TASK STATEMENT:
Gather every line of the entries that includes the word "derive".

Dataset entries
◇ ◇ ◇
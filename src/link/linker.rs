//! Aggregation of link records into concrete registrations

use std::collections::{HashMap, HashSet};

use tracing::{debug, warn};

use super::{parse_link_text, LinkError, LinkRecord};
use crate::template::{SubstitutionTable, Template};

/// Template parameters of a class and how they map onto its base's arguments
#[derive(Debug, Clone, PartialEq, Eq)]
struct Dependency {
    params: String,
    base: String,
    base_args: String,
}

/// Collects link records from any number of files and resolves them
#[derive(Debug, Default)]
pub struct Linker {
    registrations: HashMap<String, Vec<String>>,
    dependencies: HashMap<String, Vec<Dependency>>,
    instantiations: Vec<(String, String)>,
}

impl Linker {
    pub fn new() -> Self {
        Self::default()
    }

    /// Add one record; a statement or dependency already known for the class
    /// is ignored, so the same link text may be added more than once
    pub fn add_record(&mut self, record: LinkRecord) {
        match record {
            LinkRecord::Register { class, statement } => {
                let statements = self.registrations.entry(class).or_default();
                if !statements.contains(&statement) {
                    statements.push(statement);
                }
            }
            LinkRecord::Instantiate { class, args } => {
                self.instantiations.push((class, args));
            }
            LinkRecord::DependsOn {
                class,
                args,
                base,
                base_args,
            } => {
                let dependency = Dependency {
                    params: args,
                    base,
                    base_args,
                };
                let deps = self.dependencies.entry(class).or_default();
                if !deps.contains(&dependency) {
                    deps.push(dependency);
                }
            }
        }
    }

    pub fn add_records(&mut self, records: impl IntoIterator<Item = LinkRecord>) {
        for record in records {
            self.add_record(record);
        }
    }

    /// Decode protocol text and add its records
    pub fn add_link_text(&mut self, text: &str) -> Result<(), LinkError> {
        self.add_records(parse_link_text(text)?);
        Ok(())
    }

    /// Resolve every requested instantiation into registration statements
    ///
    /// Base class registrations precede those of the classes deriving from
    /// them; each `(class, args)` pair is emitted once.
    pub fn resolve(&self) -> Result<Vec<String>, LinkError> {
        let mut done = HashSet::new();
        let mut out = Vec::new();
        for (class, args) in &self.instantiations {
            let mut chain = Vec::new();
            self.resolve_one(class, args, &mut done, &mut chain, &mut out)?;
        }
        debug!(
            instantiations = done.len(),
            statements = out.len(),
            "resolved link records"
        );
        Ok(out)
    }

    fn resolve_one(
        &self,
        class: &str,
        args: &str,
        done: &mut HashSet<(String, String)>,
        chain: &mut Vec<String>,
        out: &mut Vec<String>,
    ) -> Result<(), LinkError> {
        let key = (class.to_string(), args.to_string());
        if done.contains(&key) {
            return Ok(());
        }
        let label = format!("{}<{}>", class, args);
        if chain.contains(&label) {
            chain.push(label);
            return Err(LinkError::CircularDependency {
                chain: chain.clone(),
            });
        }
        chain.push(label);

        let statements = self
            .registrations
            .get(class)
            .ok_or_else(|| LinkError::UnknownClass {
                class: class.to_string(),
                args: args.to_string(),
            })?;

        let mut base_args_text = String::new();
        if let Some(deps) = self.dependencies.get(class) {
            if deps.len() > 1 {
                warn!(class, count = deps.len(), "multiple base dependencies, using the first");
            }
            if let Some(dep) = deps.first() {
                let base_args = bind_params(&dep.params, args, &dep.base_args);
                self.resolve_one(&dep.base, &base_args, done, chain, out)?;
                base_args_text = base_args;
            }
        }

        let table = SubstitutionTable::new()
            .with("CT", args)
            .with("CL", mangle(args))
            .with("BT", base_args_text.as_str());
        for statement in statements {
            let expanded = Template::parse(class, statement)
                .and_then(|tpl| tpl.expand(&table))
                .map_err(|source| LinkError::Template {
                    class: class.to_string(),
                    source,
                })?;
            out.push(expanded);
        }

        chain.pop();
        done.insert(key);
        Ok(())
    }
}

/// Identifier-safe form of a template argument list, e.g. `Vec3,int` -> `Vec3_int`
pub fn mangle(args: &str) -> String {
    args.chars()
        .filter(|c| !c.is_whitespace())
        .map(|c| if c.is_ascii_alphanumeric() { c } else { '_' })
        .collect()
}

fn split_args(list: &str) -> Vec<String> {
    let mut parts = Vec::new();
    let mut depth = 0usize;
    let mut current = String::new();
    for c in list.chars() {
        match c {
            '<' => {
                depth += 1;
                current.push(c);
            }
            '>' => {
                depth = depth.saturating_sub(1);
                current.push(c);
            }
            ',' if depth == 0 => parts.push(std::mem::take(&mut current).trim().to_string()),
            _ => current.push(c),
        }
    }
    if !current.trim().is_empty() || !parts.is_empty() {
        parts.push(current.trim().to_string());
    }
    parts
}

/// Substitute concrete arguments for template parameters in `target`,
/// matching whole identifiers only
fn bind_params(params: &str, args: &str, target: &str) -> String {
    let bindings: HashMap<String, String> = split_args(params)
        .into_iter()
        .zip(split_args(args))
        .collect();

    let mut out = String::new();
    let mut ident = String::new();
    let flush = |ident: &mut String, out: &mut String| {
        if !ident.is_empty() {
            match bindings.get(ident.as_str()) {
                Some(value) => out.push_str(value),
                None => out.push_str(ident),
            }
            ident.clear();
        }
    };
    for c in target.chars() {
        if c.is_ascii_alphanumeric() || c == '_' || c == ':' {
            ident.push(c);
        } else {
            flush(&mut ident, &mut out);
            out.push(c);
        }
    }
    flush(&mut ident, &mut out);
    out
}
impl Generator {
    pub fn new(config: GeneratorConfig) -> Result<Self, TemplateError> {
        Ok(Self {
            config,
            templates: TemplateLibrary::builtin()?,
        })
    }

    /// Process all items of a file
    pub fn generate(&self, file: &SourceFile) -> Result<Sink, GenerateError> {
        info!(
            path = %file.path,
            header = file.header,
            items = file.items.len(),
            doc_mode = self.config.doc_mode,
            "generating glue"
        );
        let mut sink = Sink::new(file.header);
        self.process_items(&file.items, None, &mut sink)?;
        debug!(
            path = %file.path,
            inline_bytes = sink.inplace.len(),
            link_records = sink.link.len(),
            "file done"
        );
        Ok(sink)
    }

    fn process_items(
        &self,
        items: &[Item],
        mut owner: Option<&mut ClassFrame<'_>>,
        sink: &mut Sink,
    ) -> Result<(), GenerateError> {
        for item in items {
            match item {
                Item::Code { text } => sink.inplace.push_str(text),
                Item::Block(block) => self.process_block(block, owner.as_deref_mut(), sink)?,
            }
        }
        Ok(())
    }

    /// Dispatch one block to the processor for its declaration kind
    pub fn process_block(
        &self,
        block: &Block,
        owner: Option<&mut ClassFrame<'_>>,
        sink: &mut Sink,
    ) -> Result<(), GenerateError> {
        match &block.decl {
            Declaration::Function(func) => self.process_function(block, func, owner, sink),
            Declaration::Variable(var) => {
                self.process_variable(block, var, owner.map(|frame| frame.class), sink)
            }
            Declaration::Class(cls) => self.process_class(block, cls, sink),
            Declaration::Instantiation(inst) => self.process_instantiation(block, inst, sink),
        }
    }

    /// Free (plugin), member or constructor function
    pub fn process_function(
        &self,
        block: &Block,
        func: &Function,
        owner: Option<&mut ClassFrame<'_>>,
        sink: &mut Sink,
    ) -> Result<(), GenerateError> {
        if let Some(option) = block.options.first() {
            return Err(GenerateError::unknown_option(
                block.line,
                &option.name,
                FUNCTION_OPTIONS,
            ));
        }

        let is_constructor = func.is_constructor();
        let is_plugin = owner.is_none();
        if is_plugin && sink.is_header {
            return Err(GenerateError::PluginInHeader { line: block.line });
        }

        let class = owner.map(|frame| {
            if is_constructor {
                frame.found_constructor = true;
            }
            frame.class
        });

        debug!(
            line = block.line,
            function = %func.name,
            class = class.map(|c| c.name.as_str()).unwrap_or(""),
            is_constructor,
            arguments = func.arguments.len(),
            "processing function"
        );

        let signature = format!("{}{}", func.signature(), func.init_list);
        if self.config.doc_mode {
            if is_plugin {
                sink.inplace.push_str("//! \\ingroup Plugins\n");
            }
            sink.inplace
                .push_str(&format!("{} {}{{}}\n", self.config.annotation, signature));
            return Ok(());
        }

        sink.inplace.push_str(&block.linebreak_text());
        sink.inplace.push_str(&signature);
        sink.inplace.push_str(&func.body);

        let loader = loader::generate_loaders(func, &self.config.types).concat();
        let class_name = class.map(|c| c.name.as_str()).unwrap_or("");
        let templated = class.is_some_and(Class::is_templated);
        let table = SubstitutionTable::new()
            .with("FUNCNAME", func.name.as_str())
            .with("ARGLOADER", loader)
            .with("CLASS", class_name)
            .with("CTPL", if templated { "$CT" } else { "" })
            .with_deferred("CL")
            .with("CALLSTRING", func.call_string())
            .with("RET_VOID", if func.returns_void() { "Y" } else { "" });

        let kind = if is_constructor {
            TemplateKind::Constructor
        } else if is_plugin {
            TemplateKind::FreeFunction
        } else {
            TemplateKind::MemberFunction
        };
        sink.inplace.push_str(&self.templates.expand(kind, &table)?);

        if !is_plugin && !is_constructor {
            let statement = self.templates.expand(TemplateKind::RegisterMethod, &table)?;
            sink.push_link(LinkRecord::register(class_name, statement));
        }
        Ok(())
    }

    /// Member variable exposed as a property
    pub fn process_variable(
        &self,
        block: &Block,
        var: &Variable,
        owner: Option<&Class>,
        sink: &mut Sink,
    ) -> Result<(), GenerateError> {
        let class = owner.ok_or(GenerateError::VariableOutsideClass { line: block.line })?;
        let external_name = self.external_name(block, &var.name)?;

        debug!(
            line = block.line,
            variable = %var.name,
            class = %class.name,
            external_name,
            "processing variable"
        );

        if self.config.doc_mode {
            sink.inplace
                .push_str(&format!("{} {};\n", self.config.annotation, var.declaration()));
            return Ok(());
        }

        sink.inplace.push_str(&block.linebreak_text());
        sink.inplace.push_str(&var.declaration());
        sink.inplace.push(';');

        let conversion = self.config.types.kind_of(&var.ty).conversion();
        let table = SubstitutionTable::new()
            .with("NAME", var.name.as_str())
            .with("CLASS", class.name.as_str())
            .with("CTPL", if class.is_templated() { "$CT" } else { "" })
            .with_deferred("CL")
            .with("EXTNAME", external_name)
            .with("TO_HOST", conversion.to_host(&format!("_obj->{}", var.name)))
            .with("FROM_HOST", conversion.from_host(&var.ty, "_val"));

        sink.inplace
            .push_str(&self.templates.expand(TemplateKind::GetSet, &table)?);
        let statement = self.templates.expand(TemplateKind::RegisterGetSet, &table)?;
        sink.push_link(LinkRecord::register(class.name.as_str(), statement));
        Ok(())
    }

    /// Class declaration; its body is reprocessed with the class as owner
    pub fn process_class(&self, block: &Block, cls: &Class, sink: &mut Sink) -> Result<(), GenerateError> {
        if !sink.is_header {
            return Err(GenerateError::ClassOutsideHeader { line: block.line });
        }
        let external_name = self.external_name(block, &cls.name)?;

        debug!(
            line = block.line,
            class = %cls.name,
            external_name,
            templated = cls.is_templated(),
            "processing class"
        );

        if self.config.doc_mode {
            sink.inplace.push_str(&format!(
                "//! \\ingroup ScriptClasses\n{} {}{{}};\n",
                self.config.annotation,
                cls.signature()
            ));
            return Ok(());
        }

        sink.inplace.push_str(&block.linebreak_text());
        sink.inplace.push_str(&cls.signature());
        sink.inplace.push('{');

        let mut frame = ClassFrame::new(cls);
        self.process_items(&cls.body, Some(&mut frame), sink)?;
        if !frame.found_constructor {
            return Err(GenerateError::missing_constructor(block.line, &cls.name));
        }

        sink.inplace.push_str(IMPLICIT_MEMBERS);
        sink.inplace.push_str("};");

        let base_name = cls.base.as_ref().map(|b| b.name.as_str()).unwrap_or("");
        let table = SubstitutionTable::new()
            .with("CLASS", cls.name.as_str())
            .with("BASE", base_name)
            .with("BTPL", if cls.base_is_templated() { "<$BT>" } else { "" })
            .with("EXTNAME", external_name)
            .with("TPL", if cls.is_templated() { "Y" } else { "" })
            .with_deferred("CT")
            .with_deferred("CL")
            .with_deferred("BT");
        let statement = self.templates.expand(TemplateKind::RegisterClass, &table)?;
        sink.push_link(LinkRecord::register(cls.name.as_str(), statement));

        if !cls.is_templated() {
            sink.push_link(LinkRecord::instantiate(cls.name.as_str(), ""));
        }
        if let Some(base) = cls.base.as_ref().filter(|b| b.is_templated()) {
            sink.push_link(LinkRecord::depends_on(
                cls.name.as_str(),
                cls.tpl_string(),
                base.name.as_str(),
                base.tpl_string(),
            ));
        }
        Ok(())
    }

    /// Template alias whose concrete instantiation must be registered
    pub fn process_instantiation(
        &self,
        block: &Block,
        inst: &Instantiation,
        sink: &mut Sink,
    ) -> Result<(), GenerateError> {
        if !sink.is_header {
            return Err(GenerateError::InstantiationOutsideHeader { line: block.line });
        }
        if let Some(option) = block.options.first() {
            return Err(GenerateError::unknown_option(
                block.line,
                &option.name,
                INSTANTIATION_OPTIONS,
            ));
        }

        debug!(
            line = block.line,
            alias = %inst.alias,
            class = %inst.ty.name,
            args = %inst.ty.list_text(),
            "processing instantiation"
        );

        if !self.config.doc_mode {
            sink.push_link(LinkRecord::instantiate(
                inst.ty.name.as_str(),
                inst.ty.list_text(),
            ));
        }
        sink.inplace.push_str(&block.linebreak_text());
        Ok(())
    }

    /// Value of the `name` option, rejecting any other option
    fn external_name<'b>(&self, block: &'b Block, declared: &'b str) -> Result<&'b str, GenerateError> {
        let mut name = declared;
        for option in &block.options {
            if option.name == "name" {
                name = option.value.as_str();
            } else {
                return Err(GenerateError::unknown_option(
                    block.line,
                    &option.name,
                    NAME_OPTIONS,
                ));
            }
        }
        Ok(name)
    }
}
◇ ◇ ◇
SOLUTION FOR THIS PROBLEM:
#[derive(Debug, Clone, PartialEq, Eq)]
#[derive(Debug, Default)]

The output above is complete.